//! Per-second ground-truth labels for the watch experiments.
//!
//! Two label sources exist for every experiment session:
//!
//! - the **expected schedule**: the emotion each stimulus video was meant to
//!   elicit, as a fixed timetable over the session;
//! - the **face-API trace**: per-second argmax observations of an external
//!   facial-expression classifier, stored as one JSON file per participant.
//!
//! [`GroundTruthResolver`] turns either source (or their reconciliation)
//! into a `(participants × seconds)` grid of [`Label`]s that the watch
//! loader indexes by `(participant, second)`.

use ndarray::{s, Array2};
use serde_json::Value;
use std::path::{Path, PathBuf};
use tracing::debug;

use crate::config::LabelMode;
use crate::emotion::{Emotion, Label, FACEAPI_ORDER};
use crate::error::DatasetError;

/// Effective session length in seconds; the raw grid is truncated to this.
pub const SESSION_SECONDS: usize = 614;

/// Width of the raw label grid before truncation.
pub const RAW_GRID_SECONDS: usize = 690;

/// Number of ground-truth trace files a complete experiment produces.
pub const EXPECTED_TRACE_COUNT: usize = 54;

/// The experiment timetable: seven stimulus segments in canonical emotion
/// order, 88 seconds each. `start` is exclusive (the transition second keeps
/// the previous label) except at 0; `end` is exclusive.
pub const EMOTION_SCHEDULE: [(Emotion, usize, usize); 7] = [
    (Emotion::Angry, 0, 88),
    (Emotion::Surprise, 88, 176),
    (Emotion::Disgust, 176, 264),
    (Emotion::Happy, 264, 352),
    (Emotion::Fear, 352, 440),
    (Emotion::Sad, 440, 528),
    (Emotion::Neutral, 528, 616),
];

/// Locate the single file in `dir` whose name starts with `prefix`.
///
/// Mirrors the `NNN_*.csv` / `NNN_*.json` naming convention of the
/// experiment exports. Returns the lexicographically first match when
/// several exist.
pub(crate) fn find_by_prefix(dir: &Path, prefix: &str) -> Option<PathBuf> {
    let mut matches: Vec<PathBuf> = std::fs::read_dir(dir)
        .ok()?
        .filter_map(|e| e.ok())
        .map(|e| e.path())
        .filter(|p| {
            p.file_name()
                .and_then(|n| n.to_str())
                .map(|n| n.starts_with(prefix))
                .unwrap_or(false)
        })
        .collect();
    matches.sort();
    matches.into_iter().next()
}

/// Produces per-`(participant, second)` labels from the expected schedule,
/// the face-API traces, or their reconciliation.
#[derive(Debug, Clone)]
pub struct GroundTruthResolver {
    gt_folder: PathBuf,
    participants: Vec<u32>,
}

impl GroundTruthResolver {
    /// Create a resolver over `gt_folder` for the given participant ids.
    ///
    /// The participant order fixes the row order of every grid this
    /// resolver produces.
    pub fn new(gt_folder: impl Into<PathBuf>, participants: Vec<u32>) -> Self {
        GroundTruthResolver { gt_folder: gt_folder.into(), participants }
    }

    /// The participant ids, in grid row order.
    pub fn participants(&self) -> &[u32] {
        &self.participants
    }

    /// Resolve the label grid for `mode`, truncated to
    /// `[.., ..SESSION_SECONDS]`.
    ///
    /// # Errors
    ///
    /// Face-API modes fail with [`DatasetError::DataNotFound`] when a
    /// participant's trace file is missing and [`DatasetError::Json`] /
    /// [`DatasetError::InvalidFormat`] when a trace is malformed.
    pub fn resolve(&self, mode: LabelMode) -> Result<Array2<Label>, DatasetError> {
        let grid = match mode {
            LabelMode::Expected => self.expected_grid(),
            LabelMode::FaceApi => self.faceapi_grid()?,
            LabelMode::Both => {
                let expected = self.expected_grid();
                let faceapi = self.faceapi_grid()?;
                let mut reconciled = expected;
                ndarray::Zip::from(&mut reconciled).and(&faceapi).for_each(|e, &f| {
                    if *e != f {
                        *e = Label::Disagreement;
                    }
                });
                reconciled
            }
        };
        Ok(grid.slice(s![.., ..SESSION_SECONDS]).to_owned())
    }

    /// Fill the raw grid from the stimulus timetable, identically for every
    /// participant.
    fn expected_grid(&self) -> Array2<Label> {
        let mut grid = Array2::from_elem(
            (self.participants.len(), RAW_GRID_SECONDS),
            Label::Known(Emotion::Angry),
        );
        for &(emotion, start, end) in &EMOTION_SCHEDULE {
            let from = if start == 0 { 0 } else { start + 1 };
            let to = end.min(RAW_GRID_SECONDS);
            grid.slice_mut(s![.., from..to]).fill(Label::Known(emotion));
        }
        grid
    }

    /// Fill the raw grid from each participant's face-API trace.
    fn faceapi_grid(&self) -> Result<Array2<Label>, DatasetError> {
        let mut grid = Array2::from_elem(
            (self.participants.len(), RAW_GRID_SECONDS),
            Label::Known(Emotion::Angry),
        );
        for (row, &pid) in self.participants.iter().enumerate() {
            let path = find_by_prefix(&self.gt_folder, &format!("{pid:03}")).ok_or_else(|| {
                DatasetError::not_found(
                    &self.gt_folder,
                    format!("no ground-truth trace for participant {pid:03}"),
                )
            })?;
            debug!("Reading face-API trace {}", path.display());
            let trace = self.read_trace(&path)?;
            let mut previous: Option<Emotion> = None;
            for (time, observed) in trace {
                let label = observed.or(previous);
                previous = label;
                let second = time.floor() as i64 - 1;
                if !(0..RAW_GRID_SECONDS as i64).contains(&second) {
                    continue;
                }
                if let Some(emotion) = label {
                    grid[[row, second as usize]] = Label::Known(emotion);
                }
            }
        }
        Ok(grid)
    }

    /// Parse one trace file into `(time, observation)` pairs, where `None`
    /// stands for the literal `["undefined"]` entry.
    fn read_trace(&self, path: &Path) -> Result<Vec<(f64, Option<Emotion>)>, DatasetError> {
        let contents =
            std::fs::read_to_string(path).map_err(|e| DatasetError::io(path, e))?;
        let value: Value = serde_json::from_str(&contents).map_err(|source| {
            DatasetError::Json { path: path.to_path_buf(), source }
        })?;
        let entries = value
            .as_array()
            .ok_or_else(|| DatasetError::invalid_format(path, "trace root is not a list"))?;

        let mut out = Vec::with_capacity(entries.len());
        for entry in entries {
            let pair = entry.as_array().filter(|p| p.len() == 2).ok_or_else(|| {
                DatasetError::invalid_format(path, "trace entry is not a [time, probs] pair")
            })?;
            let time = parse_time(&pair[0]).ok_or_else(|| {
                DatasetError::invalid_format(path, "trace entry has a non-numeric time")
            })?;
            out.push((time, parse_observation(&pair[1], path)?));
        }
        Ok(out)
    }
}

fn parse_time(value: &Value) -> Option<f64> {
    match value {
        Value::Number(n) => n.as_f64(),
        Value::String(s) => s.parse().ok(),
        _ => None,
    }
}

/// Decode a `probs` element: `["undefined"]` → `None`, `[{name: prob}]` →
/// the argmax over the fixed face-API sort order.
fn parse_observation(value: &Value, path: &Path) -> Result<Option<Emotion>, DatasetError> {
    let list = value
        .as_array()
        .filter(|l| !l.is_empty())
        .ok_or_else(|| DatasetError::invalid_format(path, "probs is not a non-empty list"))?;
    if list[0].as_str() == Some("undefined") {
        return Ok(None);
    }
    let probs = list[0]
        .as_object()
        .ok_or_else(|| DatasetError::invalid_format(path, "probs entry is not a mapping"))?;
    let mut best = 0usize;
    let mut best_prob = f64::NEG_INFINITY;
    for (i, name) in FACEAPI_ORDER.iter().enumerate() {
        let p = probs.get(*name).and_then(|v| v.as_f64()).unwrap_or(0.0);
        if p > best_prob {
            best_prob = p;
            best = i;
        }
    }
    Ok(Emotion::from_id(best as u8))
}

+ + + + +

▶ _Task to complete_
Give the count, and only the count, of lines in these records that hold the string "every".

▶ _Final answer_
3